The favoured fix du jour is that of rapid progression to a fully-fledged banking union, or federal banking system a plan which the European Commission seems to think it could have up and running by the beginning of next year. This one lasted even less time than the others before being shot down in flames by the big wigs of Berlin and Frankfurt.
No sooner had José Manuel Barroso, president of the European Commission, published his blueprint for a banking union than it was ripped to bits by a combination of the Bundesbank and the German political hierarchy. Angela Merkel and her finance minister, Wolfgang Schäeuble, were particularly scathing in their analysis.
You almost feel sorry for Mr Barroso. The crisis has sidelined Brussels and made it apparently irrelevant. However ineptly, national governments have taken control of the fire brigade. Like the distraction of a financial transactions tax, the banking union proposal is an attempt by the commission to get back into the action.
Admittedly, on paper it's actually not such a bad idea. Indeed, it's textbook stuff. You cannot have a successful monetary union without a federal banking system, for unless the entire edifice is underwritten collectively by the whole, you are bound to get, when banks become stressed, the sort of cross-border flight of capital we see in the eurozone today.
It makes perfect sense for the Spanish depositor to take his money out of an insolvent Spain and stick it into a German bank account instead, especially if he sees some risk of a euro exit. Centralised supervision, deposit insurance and resolution, ought to help prevent these panics.
If you think of the single currency as like a body which lacks the skeletal structure to make it function properly, a federal banking system is the rib cage, which Mr Barroso proposes surgically to implant, after the birth as it were, into the enfeebled flab. Logical enough, then.
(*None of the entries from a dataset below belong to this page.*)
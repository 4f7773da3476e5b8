use itertools::Itertools;
use url::Url;

/// A default string to use for redaction.
pub const DEFAULT_REDACTION_STR: &str = "********";

/// Query parameters that carry credentials of the Maps web services.
const SECRET_QUERY_PARAMETERS: [&str; 3] = ["key", "client", "signature"];

/// Every request to the Maps web services carries its credentials in the query string. This
/// function checks if a URL contains a secret by looking for the `key`, `client` and `signature`
/// query parameters. If it does, the function returns a modified URL where the value of every
/// secret has been masked.
///
/// The `redaction` argument can be used to specify a custom string that should be used to replace
/// a secret. For consistency between applications it is recommended to pass
/// [`DEFAULT_REDACTION_STR`].
///
/// # Example
///
/// ```rust
/// # use maps_networking::{redact_known_secrets_from_url, DEFAULT_REDACTION_STR};
/// # use url::Url;
///
/// let url = Url::parse("https://maps.googleapis.com/maps/api/timezone/json?location=1,2&key=abc").unwrap();
/// let redacted_url = redact_known_secrets_from_url(&url, DEFAULT_REDACTION_STR).unwrap_or(url);
/// ```
pub fn redact_known_secrets_from_url(url: &Url, redaction: &str) -> Option<Url> {
    let is_secret = |name: &str| SECRET_QUERY_PARAMETERS.contains(&name);
    if !url.query_pairs().any(|(name, _)| is_secret(&name)) {
        return None;
    }

    let pairs = url
        .query_pairs()
        .map(|(name, value)| {
            if is_secret(&name) {
                (name, redaction.into())
            } else {
                (name, value)
            }
        })
        .collect_vec();

    let mut redacted = url.clone();
    redacted.query_pairs_mut().clear().extend_pairs(pairs);
    Some(redacted)
}

/// A trait to redact known secrets from a type.
pub trait Redact {
    /// Redacts any secrets from this instance.
    fn redact(self) -> Self;
}

fn redacted_url(url: Option<&Url>) -> Option<Url> {
    url.and_then(|url| redact_known_secrets_from_url(url, DEFAULT_REDACTION_STR))
}

impl Redact for reqwest_middleware::Error {
    fn redact(self) -> Self {
        let redacted = redacted_url(self.url());
        match redacted {
            Some(url) => self.with_url(url),
            None => self,
        }
    }
}

impl Redact for reqwest::Error {
    fn redact(self) -> Self {
        let redacted = redacted_url(self.url());
        match redacted {
            Some(url) => self.with_url(url),
            None => self,
        }
    }
}

impl Redact for Url {
    fn redact(self) -> Self {
        redacted_url(Some(&self)).unwrap_or(self)
    }
}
Unfortunately, like much textbook economics, the plan takes no account of the real world, and as things stand, is essentially impossible to implement. Nor would it address the crisis in hand. The horse has not just bolted; it's over the hill and far away. It's far too late to install the barn doors now.
The thing that makes all these ideas be they eurobonds, ECB intervention, or a banking union so unacceptable to Germany is that they all involve a degree of debt mutualisation, or burden sharing. Germany has no particular objection to these ideas as an end game, but as a starting point, with no disciplines in place to control use by the profligate periphery of the German credit card, they are a definite no-no.
To German policymakers, a banking union looks like pooling of individual sovereign liabilities through the back door.
If that's what eurozone members want, then they have to be prepared to give up sovereignty, by agreeing fiscal and political union. Politically, Europe (Chicago Options: ^REURUSD - news) is far from ready for such an endeavour, and even if it was, it would take decades to implement. To these fundamental objections must be added some very practical ones. Take universal deposit insurance a fine idea in principle, but who is going to underwrite it, will it be pre-funded or paid for on a case-by-case basis, and which type of deposits will qualify? These are hard enough issues to settle at a national level. On an international basis, with 17 different states and banking systems all sticking their oar in, it would be virtually impossible.
Centralised supervision would be similarly problematic. If all that is proposed is some kind of brass plate in Brussels or London, with the donkey work essentially left to national supervisors, then its hard to see the point of it.
To be credible, it's going to have to be done by the ECB on a fully independent basis. Again, Europeans are not ready for the consequent loss of sovereignty, or indeed for the sort of transparency it would impose on banking systems shot through with cronyism and underperforming loans. Much of Europe continues to regard banking as essentially an arm of government, or a conduit for politically determined industrial and economic policy.
It would be overwhelmingly positive to make banking fully independent of such political direction, but for Europe it's radical stuff and won't be easily ceded.
Then finally, there is the idea of a common resolution regime for dealing with banks that get themselves into trouble. This is once more a great idea in theory, but any suggestion that senior bank creditors will be "bailed-in" to banking insolvencies would, in present circumstances, with confidence so fragile, only accentuate the flight of capital away from the more distressed eurozone countries.
"If you owe your bank a hundred pounds, you have a problem", wrote John Maynard Keynes. "But if you owe a million, it has." Bizarrely, German policymakers have failed to recognise this ancient truism as they struggle with Europe's intractable debt crisis, or rather, they obstinately refuse to recognise it. Their position is entirely understandable. They are like all aggrieved creditors. They want their money back and they certainly don't see why they should be made to throw good money after bad by agreeing to underwrite the debt of their 16, fiscally sovereign fellow travellers.
Yet they are also making the classic creditor's mistake. When the debtor borrows too much, it's the creditor that always ends up paying. Policy that punishes the debtor, as the austerity of the fiscal compact seems to, may be quite satisfying but it doesn't help the creditor get his money back. To the contrary, by depriving the debtor of his means of income, it will only increase the size of the final loss.
One way or another, Germany will eventually have to accept some form of burden sharing. Regrettably, it's looking ever more likely that this is going to happen in a chaotic manner that will set Europe back for a generation or more.
There are solutions to this crisis, but none which is remotely acceptable. What George Osborne has called "the remorseless logic of fiscal union" constantly clashes with unyielding defence of fiscal sovereignty.